DEVRİYE NOTLARI

gece devriyesi

Türlü safsatalarla kandırma kendini.
Biliyoruz ikimiz de
Biliyoruz hepimizde var az çok hainlik.
Bu telaşım,
Bu yol- iz bilmezliğim,
Bu korkaklığım,
Bu toyluğum,
Bu etimdeki yaralarla
Savaştım, sakladım cennetini,
Saklayamadım.

Ne varsa çocukluğun kısa pantolonlu günlerine dair içimizde.
Ne varsa işte hayata bir türlü kanımız ısınamamışsa
Sevememişsek bir gün bile ingilizceyi
Bir gün bile bu zapturapt yakamızı bırakmamışsa,
Şair olma hevesimiz her gece alaflanıp
Her gün sinivermişse en kuytu köşelere,
Ne varsa işte kardeşim
İçinde,
İçimde,
Ne kadar azimsizlikle ve
Adam olmaya olan hevessizlikle
Hainliğe dair ne kadar ne varsa pamuk şekerinde
“Pamuk şekeri elindeyken ne kadar masumdu tanrım” demişse
“Komutanım!” demişse bir asker
Bir diğeri ağlamışsa omuzunda
Nöbet kulübelerinde erimişse bir çoğunun gençliği
Bir çoğu arabesk dinlerken yakalanmışsa amirine
Disiplin kurulunun toplantısına az bir zaman kala
Sevmişse yüreğim kendinden haberi olmayan kadını.

Ve Leyla…
Bir şarkıysa şark ile başlayan cümlenin öznesi
Leyli adamlara en çok yakışan kadın sesi.
Niçinse Leyla niçinse Anna
Niçinse aşk mıhlanmışsa bu adamların alnına
Orada bırakmak gerekirdi ölü doğmuş bu devrimi.

Fakat hayır,yapamadık!
Niçin kendi kendimizi leyli adamlar ilan edip
Uyumamışsak geceleri
Düşmek için tuzaklar aradığımız doğruysa
Şehrin nicel ve parıltılı caddelerinde,
Ve ben bilmiyorsam huzuru avuçlamak nedir?
Gözleri yaşartırcasına
Ve yutkunamamak/ mutluluktan/ nedir?
Anlayamamışsam bir türlü gürültü ile sessizlik arasındaki farkı
İtikadımca dinginlik dingin bir denizde başıboş bir sandalı
Sindirmekse kasırgalar içinde.
Her şehirde ayrı ayrı kurduğumuz sevi hikayelerinin,
Ayrı ayrı çizdiğimiz şiirlerin ve karikatürlerin öznesi
Hep aynı kadına çıkıyorsa
Bizi hep aynı kadın rüyalarımızda terk ediyorsa
Bazen ağlayınca İzmir/bizi kıskanıyorsa
Bazen ağlayınca/Istanbul çok güzel oluyorsa
Cevabını bulamadığım renkler gözlerimi kapatınca
Kırk atlıkarıncada kırk çocuk ölüyorsa
Ve biz hala bu yaşta/ inadına yaşlanabiliyorsak
Yaşıyoruz demektir
“Acılı olduğu açıkça anlaşılamayan” bu dünyada.

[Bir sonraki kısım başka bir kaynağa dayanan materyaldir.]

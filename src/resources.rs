//! Named resource bindings resolved against a program.

use std::fmt;

use crate::{
    buffer::Buffer,
    error::ResourceResolutionError,
    gl::GlBackend,
    reflection::Reflection,
    texture::Sampler,
};

/// A resource a pipeline reads during a draw.
pub enum Resource<'a, G: GlBackend> {
    /// A texture sampler, bound to a sampler uniform.
    Sampler(&'a Sampler<G>),
    /// A buffer, bound to a uniform block.
    UniformBuffer(&'a Buffer<G>),
}

impl<G: GlBackend> Clone for Resource<'_, G> {
    fn clone(&self) -> Self {
        *self
    }
}

impl<G: GlBackend> Copy for Resource<'_, G> {}

/// A resource paired with the shader name it is bound to.
pub struct ResourceBinding<'a, G: GlBackend> {
    /// The resource.
    pub resource: Resource<'a, G>,
    /// Sampler uniform or uniform block name.
    pub name: &'a str,
}

impl<'a, G: GlBackend> ResourceBinding<'a, G> {
    /// Bind `sampler` to the sampler uniform `name`.
    pub fn sampler(name: &'a str, sampler: &'a Sampler<G>) -> Self {
        Self {
            resource: Resource::Sampler(sampler),
            name,
        }
    }

    /// Bind `buffer` to the uniform block `name`.
    pub fn uniform_buffer(name: &'a str, buffer: &'a Buffer<G>) -> Self {
        Self {
            resource: Resource::UniformBuffer(buffer),
            name,
        }
    }
}

/// A sampler resolved to its texture unit.
pub struct SamplerBinding<G: GlBackend> {
    /// Sampler object.
    pub sampler: G::Sampler,
    /// Texture the sampler reads.
    pub texture: G::Texture,
    /// Texture unit.
    pub unit: u32,
}

/// A uniform buffer resolved to its binding point.
pub struct UniformBufferBinding<G: GlBackend> {
    /// Buffer object.
    pub buffer: G::Buffer,
    /// Uniform buffer binding point.
    pub binding: u32,
}

// Derives would require `G` itself to implement these traits.

impl<G: GlBackend> Clone for SamplerBinding<G> {
    fn clone(&self) -> Self {
        *self
    }
}

impl<G: GlBackend> Copy for SamplerBinding<G> {}

impl<G: GlBackend> PartialEq for SamplerBinding<G> {
    fn eq(&self, other: &Self) -> bool {
        self.sampler == other.sampler && self.texture == other.texture && self.unit == other.unit
    }
}

impl<G: GlBackend> fmt::Debug for SamplerBinding<G> {
    fn fmt(&self, f: &mut fmt::Formatter<'_>) -> fmt::Result {
        f.debug_struct("SamplerBinding")
            .field("sampler", &self.sampler)
            .field("texture", &self.texture)
            .field("unit", &self.unit)
            .finish()
    }
}

impl<G: GlBackend> Clone for UniformBufferBinding<G> {
    fn clone(&self) -> Self {
        *self
    }
}

impl<G: GlBackend> Copy for UniformBufferBinding<G> {}

impl<G: GlBackend> PartialEq for UniformBufferBinding<G> {
    fn eq(&self, other: &Self) -> bool {
        self.buffer == other.buffer && self.binding == other.binding
    }
}

impl<G: GlBackend> fmt::Debug for UniformBufferBinding<G> {
    fn fmt(&self, f: &mut fmt::Formatter<'_>) -> fmt::Result {
        f.debug_struct("UniformBufferBinding")
            .field("buffer", &self.buffer)
            .field("binding", &self.binding)
            .finish()
    }
}

/// Resolved sampler and uniform buffer bindings, in insertion order.
pub struct ResourceTable<G: GlBackend> {
    samplers: Vec<SamplerBinding<G>>,
    uniform_buffers: Vec<UniformBufferBinding<G>>,
}

impl<G: GlBackend> fmt::Debug for ResourceTable<G> {
    fn fmt(&self, f: &mut fmt::Formatter<'_>) -> fmt::Result {
        f.debug_struct("ResourceTable")
            .field("samplers", &self.samplers)
            .field("uniform_buffers", &self.uniform_buffers)
            .finish()
    }
}

impl<G: GlBackend> ResourceTable<G> {
    /// Route each binding to the sampler or uniform block table and resolve
    /// its name.
    ///
    /// Two bindings to the same slot are both kept; the later one wins when
    /// bound.
    ///
    /// # Errors
    ///
    /// Fails on the first name the program does not declare.
    pub fn build(
        reflection: &Reflection,
        bindings: &[ResourceBinding<'_, G>],
    ) -> Result<Self, ResourceResolutionError> {
        let mut samplers = Vec::new();
        let mut uniform_buffers = Vec::new();

        for binding in bindings {
            match binding.resource {
                Resource::Sampler(sampler) => {
                    let unit = reflection.sampler_unit(binding.name).ok_or_else(|| {
                        ResourceResolutionError::UnknownSampler(binding.name.to_string())
                    })?;
                    samplers.push(SamplerBinding {
                        sampler: sampler.raw(),
                        texture: sampler.texture(),
                        unit,
                    });
                }
                Resource::UniformBuffer(buffer) => {
                    let index = reflection
                        .uniform_block_binding(binding.name)
                        .ok_or_else(|| {
                            ResourceResolutionError::UnknownUniformBlock(binding.name.to_string())
                        })?;
                    uniform_buffers.push(UniformBufferBinding {
                        buffer: buffer.raw(),
                        binding: index,
                    });
                }
            }
        }

        Ok(Self {
            samplers,
            uniform_buffers,
        })
    }

    /// Resolved samplers.
    pub fn samplers(&self) -> &[SamplerBinding<G>] {
        &self.samplers
    }

    /// Resolved uniform buffers.
    pub fn uniform_buffers(&self) -> &[UniformBufferBinding<G>] {
        &self.uniform_buffers
    }

    /// Bind uniform buffers, then textures and samplers.
    ///
    /// # Safety
    ///
    /// Requires a current context that owns every bound object.
    pub(crate) unsafe fn bind(&self, gl: &G) {
        unsafe {
            for uniform in &self.uniform_buffers {
                gl.bind_buffer_base(glow::UNIFORM_BUFFER, uniform.binding, Some(uniform.buffer));
            }
            for sampler in &self.samplers {
                gl.active_texture(glow::TEXTURE0 + sampler.unit);
                gl.bind_texture(glow::TEXTURE_2D, Some(sampler.texture));
                gl.bind_sampler(sampler.unit, Some(sampler.sampler));
            }
        }
    }
}

#[cfg(test)]
#[allow(clippy::unwrap_used)]
mod tests {
    use std::sync::Arc;

    use super::*;
    use crate::{
        buffer::{BufferContents, BufferDescriptor, BufferKind},
        context::Context,
        mock::{Call, MockGl},
        texture::TextureDescriptor,
    };

    fn setup() -> (Arc<MockGl>, Context<MockGl>, Reflection) {
        let gl = Arc::new(
            MockGl::new()
                .with_uniform_block("Common")
                .with_uniform_block("Lights")
                .with_uniform("Texture", glow::SAMPLER_2D)
                .with_uniform("Normals", glow::SAMPLER_2D),
        );
        let reflection = unsafe {
            let program = gl.create_program().unwrap();
            Reflection::introspect(gl.as_ref(), program, &[])
        };
        let ctx = unsafe { Context::new(Arc::clone(&gl)) };
        (gl, ctx, reflection)
    }

    fn uniform_buffer(ctx: &mut Context<MockGl>) -> Buffer<MockGl> {
        ctx.create_buffer(&BufferDescriptor {
            contents: BufferContents::Reserve(64),
            kind: BufferKind::Uniform,
            ..BufferDescriptor::default()
        })
        .unwrap()
    }

    #[test]
    fn routes_bindings_by_tag() {
        let (_, mut ctx, reflection) = setup();
        let texture = ctx.create_texture(&TextureDescriptor::default()).unwrap();
        let sampler = ctx.create_sampler(&texture).unwrap();
        let lights = uniform_buffer(&mut ctx);

        let table = ResourceTable::build(
            &reflection,
            &[
                ResourceBinding::sampler("Normals", &sampler),
                ResourceBinding::uniform_buffer("Lights", &lights),
            ],
        )
        .unwrap();

        assert_eq!(
            table.samplers(),
            [SamplerBinding {
                sampler: sampler.raw(),
                texture: texture.raw(),
                unit: 1,
            }]
        );
        assert_eq!(
            table.uniform_buffers(),
            [UniformBufferBinding {
                buffer: lights.raw(),
                binding: 1,
            }]
        );
    }

    #[test]
    fn unknown_names_fail() {
        let (_, mut ctx, reflection) = setup();
        let texture = ctx.create_texture(&TextureDescriptor::default()).unwrap();
        let sampler = ctx.create_sampler(&texture).unwrap();
        let buffer = uniform_buffer(&mut ctx);

        assert_eq!(
            ResourceTable::build(&reflection, &[ResourceBinding::sampler("Common", &sampler)])
                .unwrap_err(),
            ResourceResolutionError::UnknownSampler("Common".to_string())
        );
        assert_eq!(
            ResourceTable::build(&reflection, &[ResourceBinding::uniform_buffer("Texture", &buffer)])
                .unwrap_err(),
            ResourceResolutionError::UnknownUniformBlock("Texture".to_string())
        );
    }

    #[test]
    fn binds_uniform_buffers_before_samplers() {
        let (gl, mut ctx, reflection) = setup();
        let texture = ctx.create_texture(&TextureDescriptor::default()).unwrap();
        let sampler = ctx.create_sampler(&texture).unwrap();
        let common = uniform_buffer(&mut ctx);

        let table = ResourceTable::build(
            &reflection,
            &[
                ResourceBinding::sampler("Texture", &sampler),
                ResourceBinding::uniform_buffer("Common", &common),
            ],
        )
        .unwrap();
        gl.clear_calls();
        unsafe { table.bind(gl.as_ref()) };

        assert_eq!(
            gl.calls(),
            vec![
                Call::BindBufferBase {
                    target: glow::UNIFORM_BUFFER,
                    index: 0,
                    buffer: Some(common.raw())
                },
                Call::ActiveTexture(glow::TEXTURE0),
                Call::BindTexture {
                    target: glow::TEXTURE_2D,
                    texture: Some(texture.raw())
                },
                Call::BindSampler {
                    unit: 0,
                    sampler: Some(sampler.raw())
                },
            ]
        );
    }

    #[test]
    fn duplicate_slots_are_kept_in_order() {
        let (_, mut ctx, reflection) = setup();
        let first = uniform_buffer(&mut ctx);
        let second = uniform_buffer(&mut ctx);

        let table = ResourceTable::build(
            &reflection,
            &[
                ResourceBinding::uniform_buffer("Common", &first),
                ResourceBinding::uniform_buffer("Common", &second),
            ],
        )
        .unwrap();

        let buffers: Vec<_> = table.uniform_buffers().iter().map(|b| b.buffer).collect();
        assert_eq!(buffers, [first.raw(), second.raw()]);
    }
}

Ey uyumak için önümüze sonsuzluğu seren zaman,
Ey çiçeklerle bezenip
Kof rüzgârlarla örselenen bahar.
Benim öğrenmem gerekti
Su niçin yolunu bulurdu?
İncir neden sebep süt toplardı?
Bu sessizlik,
Bu karanlık,
Bu dingin denizde karadan uzaklaşma hissi,
Bu ruhumu sindirmeye hevesli kasırga ile
Savaşırdım, saklardım cennetini.
Saklayamadım.
Fakat benim öğrenmem gerekti
Kibirsizliği aşikar bir neyden çıkan sesin acısını
Unutabilmek için ömrümün umulmaz sancısını.